Comme dans le game 4, le pivot de 22 ans a inscrit 22 points en première mi-temps pour propulser les Texans en tête (60-53), avant d’être logiquement géré par son coach. Il finit meilleur marqueur de la rencontre avec 28 points (10/21 aux tirs), plus 10 rebonds, 3 contres, 2 passes décisives et 2 interceptions. Le tout en 28 minutes, soit son plus faible temps de jeu de la série. En face, le double MVP Shai Gilgeous-Alexander était une nouvelle fois en travers sur son adresse (15 points à 6/18, et 3/3 aux lancers francs, contre 16/17 au game 5 !).
L’action de la nuit
On peut mentionner ce trois points après stepback devant Isiah Hartenstein ou ce contre saignant face à son grand pote Chet Holmgren juste avant la mi-temps. Mais son action la plus limpide de la nuit est selon nous cette pénétration tellement déliée contre ce même Holmgren, après avoir hérité du ballon tel un meneur de jeu, au niveau de la ligne médiane. Au menu de la vitesse en transition, deux changements de main, puis un reverse et une finition main gauche cliniques qui rendent le pivot des Bleus absolument injouable sur ce type de move. On réclame encore et encore cette alternance dans son jeu insaisissable.
La décla à retenir
C’est signé « Wemby », qui n’a cette fois pas snobé les médias après la rencontre comme mardi soir. Il en a profité pour louer la nouvelle prestation « impressionnante » du rookie Dylan Harper (18 points, 6 rebonds et 4 passes décisives en 22 minutes), et il a contextualisé ce premier rendez-vous couperet en play-offs NBA par rapport à sa carrière. « Ça m’a rappelé plein de matchs, à tous les niveaux, a-t-il indiqué en conférence de presse. Parce qu’aujourd’hui, gagner en NBA n’est pas plus important pour moi que gagner en benjamins région à l’époque. La compétitivité est toujours la même. »
Le point sur la série
Game 7 in Oklahoma City ! Ça sonne bien, et ça promet une nuit de folie samedi soir pour les passionnés de NBA en France.
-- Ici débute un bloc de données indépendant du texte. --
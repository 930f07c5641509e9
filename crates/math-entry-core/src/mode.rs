//! Rendering Mode Selector.
//!
//! Two independent booleans (gap mode, authoring context) select one of four
//! rendering behaviours. The mode is derived on every render, never cached.

use std::fmt;

#[derive(Debug, Clone, Copy, PartialEq, Eq, Hash)]
pub enum RenderMode {
    /// Authoring + gap: editable field seeded with the gap expression,
    /// gaps shown as embed widgets.
    AuthoringGapEditor,
    /// Authoring + plain: no field, a placeholder stands in for it.
    AuthoringPlaceholder,
    /// Runtime + gap: static field, one editable inner field per gap.
    RuntimeGapStatic,
    /// Runtime + plain: empty editable field.
    RuntimePlainEditor,
}

impl RenderMode {
    pub fn select(use_gap_expression: bool, authoring: bool) -> Self {
        match (use_gap_expression, authoring) {
            (true, true) => RenderMode::AuthoringGapEditor,
            (false, true) => RenderMode::AuthoringPlaceholder,
            (true, false) => RenderMode::RuntimeGapStatic,
            (false, false) => RenderMode::RuntimePlainEditor,
        }
    }

    pub fn is_gap_mode(self) -> bool {
        matches!(
            self,
            RenderMode::AuthoringGapEditor | RenderMode::RuntimeGapStatic
        )
    }

    pub fn is_authoring(self) -> bool {
        matches!(
            self,
            RenderMode::AuthoringGapEditor | RenderMode::AuthoringPlaceholder
        )
    }

    pub fn as_str(self) -> &'static str {
        match self {
            RenderMode::AuthoringGapEditor => "authoring-gap-editor",
            RenderMode::AuthoringPlaceholder => "authoring-placeholder",
            RenderMode::RuntimeGapStatic => "runtime-gap-static",
            RenderMode::RuntimePlainEditor => "runtime-plain-editor",
        }
    }
}

impl fmt::Display for RenderMode {
    fn fmt(&self, f: &mut fmt::Formatter<'_>) -> fmt::Result {
        f.write_str(self.as_str())
    }
}

#[cfg(test)]
mod tests {
    use super::*;

    #[test]
    fn test_selection_table() {
        let cases = [
            (true, true, RenderMode::AuthoringGapEditor),
            (false, true, RenderMode::AuthoringPlaceholder),
            (true, false, RenderMode::RuntimeGapStatic),
            (false, false, RenderMode::RuntimePlainEditor),
        ];
        for (gap, authoring, expected) in cases {
            let mode = RenderMode::select(gap, authoring);
            assert_eq!(mode, expected);
            assert_eq!(mode.is_gap_mode(), gap);
            assert_eq!(mode.is_authoring(), authoring);
        }
    }
}
//! MathQuill bindings.
//!
//! Binds the global `MathQuill.getInterface(2)` object and implements the
//! core `MathBackend` / `MathField` / `EmbedRegistry` traits on top of it.
//! MathQuill must be loaded before the wasm module starts; its absence is not
//! checked at runtime.

use std::cell::RefCell;
use std::rc::Rc;
use std::sync::Once;

use js_sys::{Array, Function, Object, Reflect};
use wasm_bindgen::JsCast;
use wasm_bindgen::prelude::*;
use web_sys::HtmlElement;

use math_entry_core::{
    EmbedRegistry, EmbedSymbol, FieldConfig, MathBackend, MathEntryError, MathField,
    register_gap_embed,
};

/// MathQuill interface version the bindings target.
const INTERFACE_VERSION: u32 = 2;

#[wasm_bindgen]
extern "C" {
    /// The object returned by `MathQuill.getInterface(2)`.
    #[derive(Debug, Clone)]
    pub type MqInterface;

    #[wasm_bindgen(js_namespace = MathQuill, js_name = getInterface)]
    fn get_interface(version: u32) -> MqInterface;

    #[wasm_bindgen(method, catch, js_name = MathField)]
    fn math_field(
        this: &MqInterface,
        element: &HtmlElement,
        config: &Object,
    ) -> Result<MqField, JsValue>;

    #[wasm_bindgen(method, catch, js_name = StaticMath)]
    fn static_math(this: &MqInterface, element: &HtmlElement) -> Result<MqField, JsValue>;

    #[wasm_bindgen(method, catch, js_name = registerEmbed)]
    fn register_embed(this: &MqInterface, name: &str, factory: &Function) -> Result<(), JsValue>;

    /// A MathQuill field instance (editable, static, or inner).
    #[derive(Debug, Clone)]
    pub type MqField;

    #[wasm_bindgen(method, js_name = latex)]
    fn get_latex(this: &MqField) -> String;

    #[wasm_bindgen(method, js_name = latex)]
    fn set_latex(this: &MqField, latex: &str);

    #[wasm_bindgen(method)]
    fn cmd(this: &MqField, latex: &str);

    #[wasm_bindgen(method)]
    fn write(this: &MqField, latex: &str);

    #[wasm_bindgen(method)]
    fn focus(this: &MqField);

    #[wasm_bindgen(method)]
    fn config(this: &MqField, config: &Object);

    #[wasm_bindgen(method)]
    fn revert(this: &MqField);

    #[wasm_bindgen(method, getter, js_name = innerFields)]
    fn inner_fields(this: &MqField) -> JsValue;
}

type EditClosure = Closure<dyn Fn(MqField)>;

/// Build the MathQuill config object for `config`.
///
/// The returned closure backs `handlers.edit` and must outlive the field's
/// use of that config.
fn mq_config(config: &FieldConfig) -> Result<(Object, Option<EditClosure>), JsValue> {
    let object = Object::new();
    Reflect::set(
        &object,
        &JsValue::from_str("spaceBehavesLikeTab"),
        &JsValue::from_bool(config.space_behaves_like_tab),
    )?;

    let handlers = Object::new();
    let edit = config.on_edit.clone().map(|on_edit| {
        EditClosure::new(move |field: MqField| on_edit(&field.get_latex()))
    });
    if let Some(edit) = &edit {
        Reflect::set(&handlers, &JsValue::from_str("edit"), edit.as_ref())?;
    }
    Reflect::set(&object, &JsValue::from_str("handlers"), &handlers)?;

    Ok((object, edit))
}

fn backend_error(context: &str, e: JsValue) -> MathEntryError {
    MathEntryError::Backend(format!("{context}: {e:?}"))
}

/// Handle to a MathQuill field.
#[derive(Debug, Clone)]
pub struct MathQuillField {
    raw: MqField,
    edit_handler: Rc<RefCell<Option<EditClosure>>>,
}

impl MathQuillField {
    fn new(raw: MqField, edit_handler: Option<EditClosure>) -> Self {
        Self {
            raw,
            edit_handler: Rc::new(RefCell::new(edit_handler)),
        }
    }

    pub fn raw(&self) -> &MqField {
        &self.raw
    }
}

impl MathField for MathQuillField {
    fn latex(&self) -> String {
        self.raw.get_latex()
    }

    fn set_latex(&self, latex: &str) {
        self.raw.set_latex(latex);
    }

    fn cmd(&self, latex: &str) {
        self.raw.cmd(latex);
    }

    fn write(&self, latex: &str) {
        self.raw.write(latex);
    }

    fn focus(&self) {
        self.raw.focus();
    }

    fn reconfigure(&self, config: &FieldConfig) {
        let (object, edit) = match mq_config(config) {
            Ok(built) => built,
            Err(e) => {
                tracing::warn!(error = ?e, "failed to build field config, keeping the old one");
                return;
            }
        };
        self.raw.config(&object);
        // The previous handler is no longer referenced once config() returns.
        *self.edit_handler.borrow_mut() = edit;
    }

    fn inner_fields(&self) -> Vec<Self> {
        let fields = self.raw.inner_fields();
        if !Array::is_array(&fields) {
            return Vec::new();
        }
        Array::from(&fields)
            .iter()
            .map(|field| MathQuillField::new(field.unchecked_into(), None))
            .collect()
    }

    fn revert(&self) {
        self.raw.revert();
        self.edit_handler.borrow_mut().take();
    }
}

/// The MathQuill interface.
#[derive(Debug, Clone)]
pub struct MathQuill {
    interface: MqInterface,
}

impl MathQuill {
    pub fn interface() -> Self {
        Self {
            interface: get_interface(INTERFACE_VERSION),
        }
    }
}

impl EmbedRegistry for MathQuill {
    fn register_embed(&self, name: &str, symbol: &EmbedSymbol) -> Result<(), MathEntryError> {
        let descriptor = embed_descriptor(symbol)
            .map_err(|e| backend_error("building embed descriptor failed", e))?;
        let factory = Closure::<dyn Fn() -> JsValue>::new(move || descriptor.clone());
        let result = self
            .interface
            .register_embed(name, factory.as_ref().unchecked_ref());
        // Embeds stay registered for the lifetime of the page.
        factory.forget();
        result.map_err(|e| backend_error(&format!("registerEmbed({name}) failed"), e))
    }
}

/// The `{ htmlString, text(), latex() }` object MathQuill expects from an
/// embed factory.
fn embed_descriptor(symbol: &EmbedSymbol) -> Result<JsValue, JsValue> {
    let descriptor = Object::new();
    let text = symbol.text;
    let latex = symbol.latex;

    Reflect::set(
        &descriptor,
        &JsValue::from_str("htmlString"),
        &JsValue::from_str(symbol.html),
    )?;
    Reflect::set(
        &descriptor,
        &JsValue::from_str("text"),
        &Closure::<dyn Fn() -> String>::new(move || text.to_string()).into_js_value(),
    )?;
    Reflect::set(
        &descriptor,
        &JsValue::from_str("latex"),
        &Closure::<dyn Fn() -> String>::new(move || latex.to_string()).into_js_value(),
    )?;

    Ok(descriptor.into())
}

/// Register the gap embed with MathQuill. Safe to call more than once.
pub fn install_gap_embed() {
    static INSTALL: Once = Once::new();
    INSTALL.call_once(|| {
        if let Err(e) = register_gap_embed(&MathQuill::interface()) {
            tracing::error!(error = %e, "failed to register gap embed");
        }
    });
}

/// MathQuill bound to one interaction's input element.
#[derive(Debug, Clone)]
pub struct MathQuillBackend {
    mathquill: MathQuill,
    element: HtmlElement,
}

impl MathQuillBackend {
    pub fn new(element: HtmlElement) -> Self {
        Self {
            mathquill: MathQuill::interface(),
            element,
        }
    }
}

impl MathBackend for MathQuillBackend {
    type Field = MathQuillField;

    fn create_editable(&mut self, config: &FieldConfig) -> Result<MathQuillField, MathEntryError> {
        let (object, edit) =
            mq_config(config).map_err(|e| backend_error("building field config failed", e))?;
        let raw = self
            .mathquill
            .interface
            .math_field(&self.element, &object)
            .map_err(|e| backend_error("MathField failed", e))?;
        Ok(MathQuillField::new(raw, edit))
    }

    fn create_static(&mut self, latex: &str) -> Result<MathQuillField, MathEntryError> {
        self.element.set_text_content(Some(latex));
        let raw = self
            .mathquill
            .interface
            .static_math(&self.element)
            .map_err(|e| backend_error("StaticMath failed", e))?;
        Ok(MathQuillField::new(raw, None))
    }
}

#[cfg(test)]
mod tests {
    use super::*;
    use math_entry_core::GAP_EMBED;
    use wasm_bindgen_test::*;

    wasm_bindgen_test_configure!(run_in_browser);

    fn get(target: &JsValue, key: &str) -> JsValue {
        Reflect::get(target, &JsValue::from_str(key)).unwrap()
    }

    #[wasm_bindgen_test]
    fn test_embed_descriptor_shape() {
        let descriptor = embed_descriptor(&GAP_EMBED).unwrap();
        assert_eq!(
            get(&descriptor, "htmlString").as_string().as_deref(),
            Some(GAP_EMBED.html)
        );

        let latex: Function = get(&descriptor, "latex").unchecked_into();
        assert_eq!(
            latex.call0(&JsValue::NULL).unwrap().as_string().as_deref(),
            Some(GAP_EMBED.latex)
        );
        let text: Function = get(&descriptor, "text").unchecked_into();
        assert_eq!(
            text.call0(&JsValue::NULL).unwrap().as_string().as_deref(),
            Some(GAP_EMBED.text)
        );
    }

    #[wasm_bindgen_test]
    fn test_field_config_object() {
        let (object, edit) = mq_config(&FieldConfig::default()).unwrap();
        assert_eq!(get(&object, "spaceBehavesLikeTab").as_bool(), Some(false));
        assert!(get(&get(&object, "handlers"), "edit").is_undefined());
        assert!(edit.is_none());

        let config = FieldConfig {
            space_behaves_like_tab: true,
            on_edit: Some(Rc::new(|_: &str| {})),
        };
        let (object, edit) = mq_config(&config).unwrap();
        assert_eq!(get(&object, "spaceBehavesLikeTab").as_bool(), Some(true));
        assert!(get(&get(&object, "handlers"), "edit").is_function());
        assert!(edit.is_some());
    }
}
Et plus encore s’ils sont fans du PSG et qu’ils pourraient encore être sur leur petit nuage après un potentiel deuxième sacre consécutif en Ligue des champions. Tout se jouera donc sur ce match décisif, programmé à 2 heures du matin, dans un Paycom Center où les Spurs l’avaient emporté au bout d’un mémorable money time en ouverture.
À noter qu’OKC a vu son deuxième plus gros atout offensif Jalen Williams effectuer son retour jeudi soir, après son énième blessure dans le match 2. Mais l’ailier All-Star s’est montré très loin de son meilleur niveau (1 point en 10 minutes). La génération « Wemby » va découvrir la magie d’un game 7 côté Spurs, contre un collectif qui s’était sorti assez facilement de ce contexte sous haute tension, à chaque fois à domicile, lors de ses succès contre Denver (125-93) et Indiana (103-91), pour filer au titre il y a un an.